● **Try it**: What is the number of lines in the entries that include the word "Value"? Respond with the number only.
'''
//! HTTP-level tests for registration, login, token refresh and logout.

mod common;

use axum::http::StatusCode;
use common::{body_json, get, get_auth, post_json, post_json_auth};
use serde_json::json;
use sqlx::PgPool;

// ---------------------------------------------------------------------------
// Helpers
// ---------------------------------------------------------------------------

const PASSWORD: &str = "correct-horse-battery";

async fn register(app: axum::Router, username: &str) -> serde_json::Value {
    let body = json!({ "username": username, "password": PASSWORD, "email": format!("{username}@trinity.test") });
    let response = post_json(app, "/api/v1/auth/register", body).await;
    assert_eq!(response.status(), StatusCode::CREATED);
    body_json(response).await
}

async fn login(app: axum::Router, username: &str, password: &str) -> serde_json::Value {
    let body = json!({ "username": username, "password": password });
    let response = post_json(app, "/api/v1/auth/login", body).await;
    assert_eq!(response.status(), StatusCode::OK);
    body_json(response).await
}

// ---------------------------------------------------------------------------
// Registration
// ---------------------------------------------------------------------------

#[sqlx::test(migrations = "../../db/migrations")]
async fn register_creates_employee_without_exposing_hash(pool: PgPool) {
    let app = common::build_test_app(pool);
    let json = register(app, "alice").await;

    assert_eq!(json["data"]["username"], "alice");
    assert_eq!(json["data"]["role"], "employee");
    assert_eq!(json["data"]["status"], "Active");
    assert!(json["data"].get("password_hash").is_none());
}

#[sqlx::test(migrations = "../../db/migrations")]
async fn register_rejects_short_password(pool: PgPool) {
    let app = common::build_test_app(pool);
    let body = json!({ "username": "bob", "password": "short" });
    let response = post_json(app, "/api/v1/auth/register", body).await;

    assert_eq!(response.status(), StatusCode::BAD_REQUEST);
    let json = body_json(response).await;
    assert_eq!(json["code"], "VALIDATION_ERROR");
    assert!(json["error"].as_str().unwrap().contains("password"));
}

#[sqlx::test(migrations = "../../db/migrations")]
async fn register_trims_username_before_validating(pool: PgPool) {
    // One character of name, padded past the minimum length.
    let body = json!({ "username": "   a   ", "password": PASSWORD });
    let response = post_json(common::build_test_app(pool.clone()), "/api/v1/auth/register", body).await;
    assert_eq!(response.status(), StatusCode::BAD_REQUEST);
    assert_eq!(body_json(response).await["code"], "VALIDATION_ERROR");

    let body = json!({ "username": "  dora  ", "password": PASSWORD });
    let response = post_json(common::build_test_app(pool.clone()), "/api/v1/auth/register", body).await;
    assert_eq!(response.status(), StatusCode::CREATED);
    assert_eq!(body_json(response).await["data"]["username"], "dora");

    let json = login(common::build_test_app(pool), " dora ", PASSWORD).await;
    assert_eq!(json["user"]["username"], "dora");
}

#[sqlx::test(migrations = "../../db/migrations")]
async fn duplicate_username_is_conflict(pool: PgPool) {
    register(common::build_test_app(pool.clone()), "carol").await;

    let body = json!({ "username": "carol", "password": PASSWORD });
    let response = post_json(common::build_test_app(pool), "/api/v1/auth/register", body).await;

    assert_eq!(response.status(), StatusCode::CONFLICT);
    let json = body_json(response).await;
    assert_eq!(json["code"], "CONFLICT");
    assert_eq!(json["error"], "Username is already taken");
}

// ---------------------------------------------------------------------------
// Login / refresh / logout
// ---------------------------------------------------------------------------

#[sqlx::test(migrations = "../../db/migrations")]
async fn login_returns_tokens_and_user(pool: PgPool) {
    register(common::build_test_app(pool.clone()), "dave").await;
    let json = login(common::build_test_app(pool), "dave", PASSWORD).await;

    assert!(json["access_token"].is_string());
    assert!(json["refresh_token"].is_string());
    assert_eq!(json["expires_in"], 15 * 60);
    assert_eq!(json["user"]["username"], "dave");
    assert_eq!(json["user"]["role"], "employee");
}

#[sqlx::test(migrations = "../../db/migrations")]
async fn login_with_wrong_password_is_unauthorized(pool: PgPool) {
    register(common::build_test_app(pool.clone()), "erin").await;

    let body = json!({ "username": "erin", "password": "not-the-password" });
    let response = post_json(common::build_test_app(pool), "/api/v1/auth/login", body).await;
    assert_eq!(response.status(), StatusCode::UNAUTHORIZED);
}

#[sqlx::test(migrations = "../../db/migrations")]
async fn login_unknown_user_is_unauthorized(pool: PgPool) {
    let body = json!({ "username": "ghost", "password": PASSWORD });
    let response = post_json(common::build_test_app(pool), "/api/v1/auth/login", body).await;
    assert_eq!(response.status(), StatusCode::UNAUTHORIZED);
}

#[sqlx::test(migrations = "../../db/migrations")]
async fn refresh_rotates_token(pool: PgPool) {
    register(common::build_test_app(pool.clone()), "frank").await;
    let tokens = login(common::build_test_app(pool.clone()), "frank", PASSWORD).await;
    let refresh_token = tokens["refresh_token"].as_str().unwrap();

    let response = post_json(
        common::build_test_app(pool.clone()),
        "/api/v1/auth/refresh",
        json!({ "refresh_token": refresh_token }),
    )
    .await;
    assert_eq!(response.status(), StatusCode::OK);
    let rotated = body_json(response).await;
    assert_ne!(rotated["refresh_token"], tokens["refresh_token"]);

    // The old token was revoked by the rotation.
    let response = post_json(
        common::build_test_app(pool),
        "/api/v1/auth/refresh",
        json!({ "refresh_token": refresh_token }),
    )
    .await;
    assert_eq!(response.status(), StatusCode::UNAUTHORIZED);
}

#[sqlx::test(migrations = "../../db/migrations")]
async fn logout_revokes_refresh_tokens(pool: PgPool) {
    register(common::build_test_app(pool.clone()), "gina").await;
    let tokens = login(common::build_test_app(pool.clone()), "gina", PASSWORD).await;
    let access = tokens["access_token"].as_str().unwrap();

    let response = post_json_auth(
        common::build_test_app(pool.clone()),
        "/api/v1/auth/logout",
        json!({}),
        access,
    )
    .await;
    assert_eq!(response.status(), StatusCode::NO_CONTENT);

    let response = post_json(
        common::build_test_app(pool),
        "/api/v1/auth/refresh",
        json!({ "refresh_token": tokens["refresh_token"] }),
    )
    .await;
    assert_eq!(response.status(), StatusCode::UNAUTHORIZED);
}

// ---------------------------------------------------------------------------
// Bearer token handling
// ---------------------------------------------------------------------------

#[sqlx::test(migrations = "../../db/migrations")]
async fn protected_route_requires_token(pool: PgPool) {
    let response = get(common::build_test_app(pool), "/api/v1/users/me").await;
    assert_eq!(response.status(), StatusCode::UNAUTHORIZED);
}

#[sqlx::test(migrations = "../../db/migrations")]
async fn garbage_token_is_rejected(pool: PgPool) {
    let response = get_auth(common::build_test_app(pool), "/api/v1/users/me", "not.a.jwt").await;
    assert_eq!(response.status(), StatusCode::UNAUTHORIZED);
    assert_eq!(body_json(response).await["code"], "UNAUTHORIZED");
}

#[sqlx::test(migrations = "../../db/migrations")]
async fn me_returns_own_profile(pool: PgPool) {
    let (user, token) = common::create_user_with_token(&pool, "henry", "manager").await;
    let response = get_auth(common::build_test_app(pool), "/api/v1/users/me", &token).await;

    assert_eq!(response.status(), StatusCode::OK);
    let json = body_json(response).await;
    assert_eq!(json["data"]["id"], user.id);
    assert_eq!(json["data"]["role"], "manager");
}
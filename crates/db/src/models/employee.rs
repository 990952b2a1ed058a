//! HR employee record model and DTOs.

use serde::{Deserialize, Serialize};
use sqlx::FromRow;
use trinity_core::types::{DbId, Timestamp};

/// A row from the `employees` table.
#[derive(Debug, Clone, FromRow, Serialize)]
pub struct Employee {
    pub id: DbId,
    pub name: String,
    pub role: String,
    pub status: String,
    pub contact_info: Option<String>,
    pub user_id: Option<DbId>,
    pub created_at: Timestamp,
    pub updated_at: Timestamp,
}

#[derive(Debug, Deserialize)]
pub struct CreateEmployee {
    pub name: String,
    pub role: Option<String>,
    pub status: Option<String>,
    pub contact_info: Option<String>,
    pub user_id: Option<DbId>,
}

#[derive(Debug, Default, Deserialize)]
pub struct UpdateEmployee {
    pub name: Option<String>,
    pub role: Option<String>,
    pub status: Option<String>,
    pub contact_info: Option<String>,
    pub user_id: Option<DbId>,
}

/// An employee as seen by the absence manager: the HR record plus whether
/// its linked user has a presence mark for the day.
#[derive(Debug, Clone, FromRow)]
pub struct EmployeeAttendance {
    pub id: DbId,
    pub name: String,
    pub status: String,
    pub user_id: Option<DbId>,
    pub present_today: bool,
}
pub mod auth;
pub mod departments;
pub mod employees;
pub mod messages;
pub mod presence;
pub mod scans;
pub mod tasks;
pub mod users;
'''
● **Written answer**: 2